* Work instructions: Would you please return every line from the listing that contains the word "clear"?

*** Begin section ***

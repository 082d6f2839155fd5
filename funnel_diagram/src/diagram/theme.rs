//! Light/dark palettes and the color ramp helpers the diagram paints with.

use bevy::prelude::*;

use crate::data::{BranchKind, ResultKind};

/// Light/dark flag accepted from the host; everything else about theming is
/// derived here.
#[derive(Resource, Clone, Copy, Debug, Default, PartialEq, Eq)]
pub enum Theme {
    Light,
    #[default]
    Dark,
}

impl Theme {
    pub fn flipped(&self) -> Theme {
        match self {
            Theme::Light => Theme::Dark,
            Theme::Dark => Theme::Light,
        }
    }

    pub fn background(&self) -> Color {
        match self {
            Theme::Dark => Color::srgb(0.05, 0.05, 0.08),
            Theme::Light => Color::srgb(0.94, 0.95, 0.97),
        }
    }

    pub fn root_color(&self) -> Color {
        match self {
            Theme::Dark => Color::srgb(0.62, 0.55, 0.98),
            Theme::Light => Color::srgb(0.42, 0.35, 0.85),
        }
    }

    pub fn branch_color(&self, kind: BranchKind) -> Color {
        match (self, kind) {
            (Theme::Dark, BranchKind::Initial) => Color::srgb(0.30, 0.62, 1.00),
            (Theme::Dark, BranchKind::Followup) => Color::srgb(0.72, 0.45, 1.00),
            (Theme::Dark, BranchKind::Manual) => Color::srgb(0.22, 0.82, 0.70),
            (Theme::Dark, BranchKind::Conditional) => Color::srgb(1.00, 0.72, 0.25),
            (Theme::Light, BranchKind::Initial) => Color::srgb(0.12, 0.45, 0.88),
            (Theme::Light, BranchKind::Followup) => Color::srgb(0.55, 0.28, 0.85),
            (Theme::Light, BranchKind::Manual) => Color::srgb(0.05, 0.60, 0.50),
            (Theme::Light, BranchKind::Conditional) => Color::srgb(0.85, 0.55, 0.08),
        }
    }

    pub fn result_color(&self, kind: ResultKind) -> Color {
        match (self, kind) {
            (Theme::Dark, ResultKind::Delivered) => Color::srgb(0.30, 0.85, 0.45),
            (Theme::Dark, ResultKind::Pending) => Color::srgb(1.00, 0.60, 0.20),
            (Theme::Dark, ResultKind::Failed) => Color::srgb(0.95, 0.30, 0.32),
            (Theme::Light, ResultKind::Delivered) => Color::srgb(0.10, 0.62, 0.28),
            (Theme::Light, ResultKind::Pending) => Color::srgb(0.88, 0.45, 0.05),
            (Theme::Light, ResultKind::Failed) => Color::srgb(0.78, 0.12, 0.15),
        }
    }

    /// Mid tint of an orb's radial fill: the node color receding toward the
    /// background.
    pub fn node_tint(&self, base: Color) -> Color {
        lerp_color(base, self.background(), 0.55)
    }

    /// Bright inner glow at an orb's core.
    pub fn core_glow(&self, base: Color) -> Color {
        let toward = match self {
            Theme::Dark => Color::WHITE,
            Theme::Light => Color::srgb(1.0, 1.0, 0.96),
        };
        lerp_color(base, toward, 0.6)
    }

    pub fn value_text_color(&self) -> Color {
        match self {
            Theme::Dark => Color::srgb(0.93, 0.95, 0.99),
            Theme::Light => Color::srgb(0.10, 0.12, 0.18),
        }
    }

    pub fn label_color(&self) -> Color {
        match self {
            Theme::Dark => Color::srgba(0.72, 0.78, 0.88, 0.85),
            Theme::Light => Color::srgba(0.25, 0.28, 0.35, 0.85),
        }
    }
}

/// Linear interpolation in sRGB, the same ramp the connection curves use.
pub fn lerp_color(a: Color, b: Color, t: f32) -> Color {
    let a = a.to_srgba();
    let b = b.to_srgba();
    Color::srgba(
        a.red + (b.red - a.red) * t,
        a.green + (b.green - a.green) * t,
        a.blue + (b.blue - a.blue) * t,
        a.alpha + (b.alpha - a.alpha) * t,
    )
}

/// Flips the palette with `T`.
pub fn theme_toggle_system(keys: Res<ButtonInput<KeyCode>>, mut theme: ResMut<Theme>) {
    if keys.just_pressed(KeyCode::KeyT) {
        let next = theme.flipped();
        *theme = next;
    }
}

/// Keeps the clear color in step with the active palette.
pub fn apply_clear_color_system(theme: Res<Theme>, mut clear: ResMut<ClearColor>) {
    if theme.is_changed() {
        clear.0 = theme.background();
    }
}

*** End section ***

* Response area:
/// Keeps the clear color in step with the active palette.
pub fn apply_clear_color_system(theme: Res<Theme>, mut clear: ResMut<ClearColor>) {
        clear.0 = theme.background();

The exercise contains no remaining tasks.